Un passo deciso sulla via della governance oligarchica che sostituisce la dialettica politica fatta da forze che rappresentano – bene o male – classi e figure sociali portatrici di interessi diversi, e che “la politica” dovrebbe comporre in programmi di governo che favoriscono alcune figure e penalizzano altre.

E già si trovano i “costituzionalisti” che legittimano come “pienamente democratica” questa inversione di dominanza tra i poteri dello Stato (dal legislativo-parlamentare all’esecutivo).

Tale Marco Olivetti, docente alla Lumsa (una delle tante università private dove ti puoi comprare una laurea senza studiare troppo), è arrivato a sostenere che “Mattarella potrebbe anche respingere nuovamente le dimissioni di Draghi e sciogliere le Camere. In quel caso sarebbe un governo non dimissionario; certo, senza le Camere i suoi poteri sarebbero limitati. Ma noi non abbiamo una contezza precisa di quali saranno questi limiti. Per esempio si discute se possa o meno fare i decreti legge, e io dico di sì se c’è una reale urgenza; si discute se le possa adottare i decreti legislativi di attuazione delle leggi delega del PNRR, e io direi di sì con la dovuta prudenza. Insomma non è uno scenario apocalittico: si vota in tutti i Paesi d’Europa alla scadenza“.

Un bel governo senza Parlamento... Cosa c’è di più moderno e “democratico”, in tempi di guerra?

Un “golpe morbidissimo”, applaudito da quasi tutto l’establishment. E che dovrebbe mettere sotto gli occhi di tutti noi la differenza radicale tra “andare al governo” ed “esercitare il potere”.
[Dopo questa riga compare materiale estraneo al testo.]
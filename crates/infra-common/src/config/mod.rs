//! Stack configuration.
//!
//! [`StackConfig`] is the single configuration surface for the engine:
//! retransmission timers, the completed-state linger, framing limits and
//! logging. Durations are stored as milliseconds so that TOML and JSON
//! files stay readable; the consuming crates convert them into their own
//! typed settings (`TimerSettings`, `StreamConfig`).

use std::path::Path;
use std::time::Duration;

use serde::{Deserialize, Serialize};
use tracing::debug;

use crate::errors::{Error, Result};
use crate::logging::LoggingConfig;

/// Default maximum size of a single message on a stream transport
pub const DEFAULT_MAX_MESSAGE_SIZE: usize = 65_535;

#[derive(Debug, Clone, PartialEq, Eq, Serialize, Deserialize)]
#[serde(default)]
pub struct StackConfig {
    /// Initial retransmission interval (T1)
    pub t1_ms: u64,
    /// Retransmission interval ceiling (T2)
    pub t2_ms: u64,
    /// Maximum time a message may stay in the network (T4)
    pub t4_ms: u64,
    /// How long a completed client INVITE lingers on unreliable transports (Timer D)
    pub cleanup_ms: u64,
    /// Delay before an INVITE server transaction answers 100 Trying on its own
    pub trying_delay_ms: u64,
    /// Largest accepted message on a stream transport, 0 for unlimited
    pub max_message_size: usize,
    /// Longest a stream read may wait for bytes, 0 to disable the guard
    pub starvation_timeout_ms: u64,
    pub logging: LoggingConfig,
}

impl Default for StackConfig {
    fn default() -> Self {
        Self {
            t1_ms: 500,
            t2_ms: 4_000,
            t4_ms: 5_000,
            cleanup_ms: 32_000,
            trying_delay_ms: 200,
            max_message_size: DEFAULT_MAX_MESSAGE_SIZE,
            starvation_timeout_ms: 30_000,
            logging: LoggingConfig::default(),
        }
    }
}

impl StackConfig {
    pub fn from_toml_str(text: &str) -> Result<Self> {
        let config: StackConfig = toml::from_str(text)?;
        config.validate()?;
        Ok(config)
    }

    pub fn from_json_str(text: &str) -> Result<Self> {
        let config: StackConfig = serde_json::from_str(text)?;
        config.validate()?;
        Ok(config)
    }

    /// Load a configuration file, picking the format from its extension.
    pub fn load(path: impl AsRef<Path>) -> Result<Self> {
        let path = path.as_ref();
        let text = std::fs::read_to_string(path).map_err(|source| Error::ConfigRead {
            path: path.to_path_buf(),
            source,
        })?;
        debug!(path = %path.display(), "Loading stack configuration");

        match path.extension().and_then(|ext| ext.to_str()) {
            Some("json") => Self::from_json_str(&text),
            Some("toml") | None => Self::from_toml_str(&text),
            Some(other) => Err(Error::Config(format!(
                "Unsupported configuration format: .{}",
                other
            ))),
        }
    }

    pub fn validate(&self) -> Result<()> {
        if self.t1_ms == 0 {
            return Err(Error::Config("t1_ms must be greater than zero".to_string()));
        }
        if self.t2_ms < self.t1_ms {
            return Err(Error::Config(format!(
                "t2_ms ({}) must not be smaller than t1_ms ({})",
                self.t2_ms, self.t1_ms
            )));
        }
        Ok(())
    }

    pub fn t1(&self) -> Duration {
        Duration::from_millis(self.t1_ms)
    }

    pub fn t2(&self) -> Duration {
        Duration::from_millis(self.t2_ms)
    }

    pub fn t4(&self) -> Duration {
        Duration::from_millis(self.t4_ms)
    }

    pub fn cleanup(&self) -> Duration {
        Duration::from_millis(self.cleanup_ms)
    }

    pub fn trying_delay(&self) -> Duration {
        Duration::from_millis(self.trying_delay_ms)
    }

    /// `None` when the starvation guard is disabled.
    pub fn starvation_timeout(&self) -> Option<Duration> {
        (self.starvation_timeout_ms > 0).then(|| Duration::from_millis(self.starvation_timeout_ms))
    }

    /// `None` when message size is unlimited.
    pub fn max_message_size(&self) -> Option<usize> {
        (self.max_message_size > 0).then_some(self.max_message_size)
    }
}
//! SIP / SIPS URI grammar (RFC 3261 section 19.1).

use nom::bytes::complete::take_while1;

use super::chars::{digits, is_uri_header_char, is_uri_param_char, is_user_char, ParseResult};
use super::lexer::{Lexer, LexerMode, TokenKind};
use crate::error::ParseError;
use crate::types::param::{GenericValue, Param};
use crate::types::uri::{Host, Scheme, Uri};

fn user_text(input: &[u8]) -> ParseResult<'_, &[u8]> {
    take_while1(is_user_char)(input)
}

fn param_text(input: &[u8]) -> ParseResult<'_, &[u8]> {
    take_while1(is_uri_param_char)(input)
}

fn header_text(input: &[u8]) -> ParseResult<'_, &[u8]> {
    take_while1(is_uri_header_char)(input)
}

/// Parse a URI at the cursor.
///
/// With `allow_params` false the URI stops after host and port: an
/// addr-spec written without angle brackets hands any `;params` to the
/// enclosing header instead.
pub fn parse_uri(lx: &mut Lexer<'_>, allow_params: bool) -> Result<Uri, ParseError> {
    let scheme_start = lx.offset();
    let scheme = lx.with_mode(LexerMode::Core, |lx| lx.match_kind(TokenKind::Identifier))?;
    let scheme = scheme.text.parse::<Scheme>().map_err(|_| {
        ParseError::grammar(
            lx.input(),
            scheme_start,
            format!("unsupported URI scheme '{}'", scheme.text),
        )
    })?;
    lx.match_char(b':')?;

    let mut uri = Uri::new(scheme, Host::domain(""));
    if let Ok((user, password)) = lx.attempt(parse_userinfo) {
        uri.user = Some(user);
        uri.password = password;
    }

    uri.host = parse_host(lx)?;
    uri.port = parse_port(lx)?;

    if allow_params {
        uri.params = parse_uri_params(lx)?;
        uri.headers = parse_uri_headers(lx)?;
    }
    Ok(uri)
}

/// `user [ ":" password ] "@"`; the caller backtracks when there is none.
fn parse_userinfo(lx: &mut Lexer<'_>) -> Result<(String, Option<String>), ParseError> {
    lx.with_mode(LexerMode::Uri, |lx| {
        let user = lx.scan_text(user_text, "user")?.to_string();
        let password = if lx.accept_char(b':') {
            if lx.peek_is(b'@') {
                Some(String::new())
            } else {
                Some(lx.scan_text(user_text, "password")?.to_string())
            }
        } else {
            None
        };
        lx.match_char(b'@')?;
        Ok((user, password))
    })
}

pub(crate) fn parse_host(lx: &mut Lexer<'_>) -> Result<Host, ParseError> {
    let token = lx.with_mode(LexerMode::Host, |lx| lx.next_token())?;
    match token.kind {
        TokenKind::Identifier | TokenKind::Digits | TokenKind::Keyword => Ok(Host::parse(token.text)),
        TokenKind::Punct(c) => Err(ParseError::lexical(
            lx.input(),
            token.offset,
            format!("expected host, found '{}'", c.escape_ascii()),
        )),
    }
}

pub(crate) fn parse_port(lx: &mut Lexer<'_>) -> Result<Option<u16>, ParseError> {
    if !lx.accept_char(b':') {
        return Ok(None);
    }
    let start = lx.offset();
    let text = lx.scan_text(digits, "port")?;
    text.parse::<u16>()
        .map(Some)
        .map_err(|_| ParseError::grammar(lx.input(), start, format!("port '{}' out of range", text)))
}

fn parse_uri_params(lx: &mut Lexer<'_>) -> Result<Vec<Param>, ParseError> {
    let mut params = Vec::new();
    while lx.accept_char(b';') {
        let name = lx.scan_text(param_text, "URI parameter name")?;
        let value = if lx.accept_char(b'=') {
            Some(GenericValue::Token(lx.scan_text(param_text, "URI parameter value")?.to_string()))
        } else {
            None
        };
        params.push(Param::from_parts(name, value));
    }
    Ok(params)
}

fn parse_uri_headers(lx: &mut Lexer<'_>) -> Result<Vec<(String, String)>, ParseError> {
    let mut headers = Vec::new();
    if !lx.accept_char(b'?') {
        return Ok(headers);
    }
    loop {
        let name = lx.scan_text(header_text, "URI header name")?.to_string();
        lx.match_char(b'=')?;
        let value = if lx.peek_is(b'&') || lx.is_at_end() {
            String::new()
        } else {
            lx.scan_text(header_text, "URI header value")?.to_string()
        };
        headers.push((name, value));
        if !lx.accept_char(b'&') {
            return Ok(headers);
        }
    }
}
Era già accaduto alla “sinistra” bertinottiana di sperimentare, disastrosamente, lo scarto irrimediabile tra facoltà concesse dalle poltrone istituzionali e potere effettivo di imporre scelte economiche, belliche (la guerra contro la Jugoslavia, allora), istituzionali.
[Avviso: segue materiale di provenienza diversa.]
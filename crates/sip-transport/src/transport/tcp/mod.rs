//! TCP transport: an accept loop plus one framing task per connection.

use std::fmt;
use std::net::SocketAddr;
use std::sync::atomic::{AtomicBool, Ordering};
use std::sync::Arc;

use async_trait::async_trait;
use dashmap::DashMap;
use parking_lot::Mutex;
use tokio::io::AsyncWriteExt;
use tokio::net::tcp::OwnedWriteHalf;
use tokio::net::{TcpListener, TcpStream};
use tokio::sync::mpsc;
use tokio::task::JoinHandle;
use tracing::{debug, error, info, warn};

use sipwire_sip_core::Message;

use crate::config::StreamConfig;
use crate::error::{Error, Result};
use crate::transport::stream::{MessageSink, StreamFramer};
use crate::transport::{Transport, TransportEvent};

// Default channel capacity
const DEFAULT_CHANNEL_CAPACITY: usize = 100;

/// TCP transport for SIP messages
#[derive(Clone)]
pub struct TcpTransport {
    inner: Arc<TcpTransportInner>,
}

struct TcpTransportInner {
    local_addr: SocketAddr,
    closed: AtomicBool,
    config: StreamConfig,
    events_tx: mpsc::Sender<TransportEvent>,
    connections: DashMap<SocketAddr, Arc<TcpConnection>>,
    accept_task: Mutex<Option<JoinHandle<()>>>,
}

struct TcpConnection {
    writer: tokio::sync::Mutex<OwnedWriteHalf>,
    reader_task: Mutex<Option<JoinHandle<()>>>,
}

impl TcpConnection {
    fn abort(&self) {
        if let Some(task) = self.reader_task.lock().take() {
            task.abort();
        }
    }
}

/// Forwards framed messages of one connection as transport events.
struct ConnectionSink {
    events_tx: mpsc::Sender<TransportEvent>,
    source: SocketAddr,
    destination: SocketAddr,
}

#[async_trait]
impl MessageSink for ConnectionSink {
    async fn deliver(&mut self, message: Message) -> Result<()> {
        let event = TransportEvent::MessageReceived {
            message,
            source: self.source,
            destination: self.destination,
        };
        self.events_tx.send(event).await.map_err(|_| Error::ListenerClosed)
    }
}

impl TcpTransport {
    /// Binds a listener and starts accepting connections
    pub async fn bind(
        addr: SocketAddr,
        channel_capacity: Option<usize>,
        config: Option<StreamConfig>,
    ) -> Result<(Self, mpsc::Receiver<TransportEvent>)> {
        let listener = TcpListener::bind(addr).await.map_err(|e| Error::BindFailed(addr, e))?;
        let local_addr = listener.local_addr()?;
        info!(%local_addr, "SIP TCP transport bound");

        let capacity = channel_capacity.unwrap_or(DEFAULT_CHANNEL_CAPACITY);
        let (events_tx, events_rx) = mpsc::channel(capacity);

        let transport = TcpTransport {
            inner: Arc::new(TcpTransportInner {
                local_addr,
                closed: AtomicBool::new(false),
                config: config.unwrap_or_default(),
                events_tx,
                connections: DashMap::new(),
                accept_task: Mutex::new(None),
            }),
        };

        let handle = transport.spawn_accept_loop(listener);
        *transport.inner.accept_task.lock() = Some(handle);

        Ok((transport, events_rx))
    }

    /// Number of open connections
    pub fn connection_count(&self) -> usize {
        self.inner.connections.len()
    }

    pub fn has_connection(&self, remote: &SocketAddr) -> bool {
        self.inner.connections.contains_key(remote)
    }

    fn spawn_accept_loop(&self, listener: TcpListener) -> JoinHandle<()> {
        let transport = self.clone();
        tokio::spawn(async move {
            loop {
                match listener.accept().await {
                    Ok((stream, remote)) => {
                        info!(%remote, "accepted TCP connection");
                        transport.register_connection(stream, remote);
                    }
                    Err(e) => {
                        if transport.is_closed() {
                            break;
                        }
                        error!(error = %e, "error accepting TCP connection");
                        let _ = transport
                            .inner
                            .events_tx
                            .send(TransportEvent::Error {
                                error: format!("Error accepting connection: {}", e),
                            })
                            .await;
                    }
                }
            }
        })
    }

    /// Store the connection and start its framing task.
    fn register_connection(&self, stream: TcpStream, remote: SocketAddr) -> Arc<TcpConnection> {
        let (reader, writer) = stream.into_split();
        let connection = Arc::new(TcpConnection {
            writer: tokio::sync::Mutex::new(writer),
            reader_task: Mutex::new(None),
        });
        if let Some(previous) = self.inner.connections.insert(remote, connection.clone()) {
            previous.abort();
        }

        let transport = self.clone();
        let owned = connection.clone();
        let handle = tokio::spawn(async move {
            let mut sink = ConnectionSink {
                events_tx: transport.inner.events_tx.clone(),
                source: remote,
                destination: transport.inner.local_addr,
            };
            let framer = StreamFramer::new(reader, transport.inner.config.clone());
            let reason = match framer.run(&mut sink).await {
                Ok(()) => {
                    debug!(%remote, "peer closed TCP connection");
                    "closed by peer".to_string()
                }
                Err(e) => {
                    warn!(%remote, error = %e, "closing TCP connection");
                    e.to_string()
                }
            };
            transport
                .inner
                .connections
                .remove_if(&remote, |_, current| Arc::ptr_eq(current, &owned));
            let _ = transport
                .inner
                .events_tx
                .send(TransportEvent::ConnectionClosed { remote, reason })
                .await;
        });
        *connection.reader_task.lock() = Some(handle);
        connection
    }

    async fn connection_to(&self, destination: SocketAddr) -> Result<Arc<TcpConnection>> {
        let existing = self.inner.connections.get(&destination).map(|c| c.value().clone());
        if let Some(existing) = existing {
            return Ok(existing);
        }
        let stream = TcpStream::connect(destination)
            .await
            .map_err(|e| Error::ConnectFailed(destination, e))?;
        info!(%destination, "opened TCP connection");
        Ok(self.register_connection(stream, destination))
    }
}

#[async_trait]
impl Transport for TcpTransport {
    fn local_addr(&self) -> Result<SocketAddr> {
        Ok(self.inner.local_addr)
    }

    async fn send_message(&self, message: Message, destination: SocketAddr) -> Result<()> {
        if self.is_closed() {
            return Err(Error::TransportClosed);
        }

        let connection = self.connection_to(destination).await?;
        let bytes = message.to_bytes();
        debug!(%destination, len = bytes.len(), summary = %message.summary(), "sending over TCP");

        let written = {
            let mut writer = connection.writer.lock().await;
            writer.write_all(&bytes).await
        };
        if let Err(e) = written {
            connection.abort();
            self.inner
                .connections
                .remove_if(&destination, |_, current| Arc::ptr_eq(current, &connection));
            return Err(Error::SendFailed(destination, e));
        }
        Ok(())
    }

    async fn close(&self) -> Result<()> {
        if self.inner.closed.swap(true, Ordering::Relaxed) {
            return Ok(());
        }
        let accept = self.inner.accept_task.lock().take();
        if let Some(task) = accept {
            task.abort();
        }
        for entry in self.inner.connections.iter() {
            entry.value().abort();
        }
        self.inner.connections.clear();
        let _ = self.inner.events_tx.send(TransportEvent::Closed).await;
        info!(local_addr = %self.inner.local_addr, "TCP transport closed");
        Ok(())
    }

    fn is_closed(&self) -> bool {
        self.inner.closed.load(Ordering::Relaxed)
    }

    fn is_reliable(&self) -> bool {
        true
    }
}

impl fmt::Debug for TcpTransport {
    fn fmt(&self, f: &mut fmt::Formatter<'_>) -> fmt::Result {
        write!(f, "TcpTransport({}, {} connections)", self.inner.local_addr, self.inner.connections.len())
    }
}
In questa legislatura ne hanno fatto esperienza – con identici risultati – anche i due “populismi” piccolo-borghesi che avevano gonfiato Lega e M5S. La “sovranità”, o il potere di decidere, sta ormai nei “mercati”, non negli Stati. E la struttura istituzionale dei mercati, in questo continente, si chiama Unione Europea,

Chiunque lo ignori, prima o poi, si trova di fronte a un plotone di esecuzione – metaforico e non sanguinario, per ora – che lo rimette a posto.

Di quei plotoni di esecuzione uno come Draghi è abituato a fare il comandante, non il semplice componente (ricordatevi della Grecia del 2015, sempre). E tra lui e il Parlamento va a casa il Parlamento, non certo lui.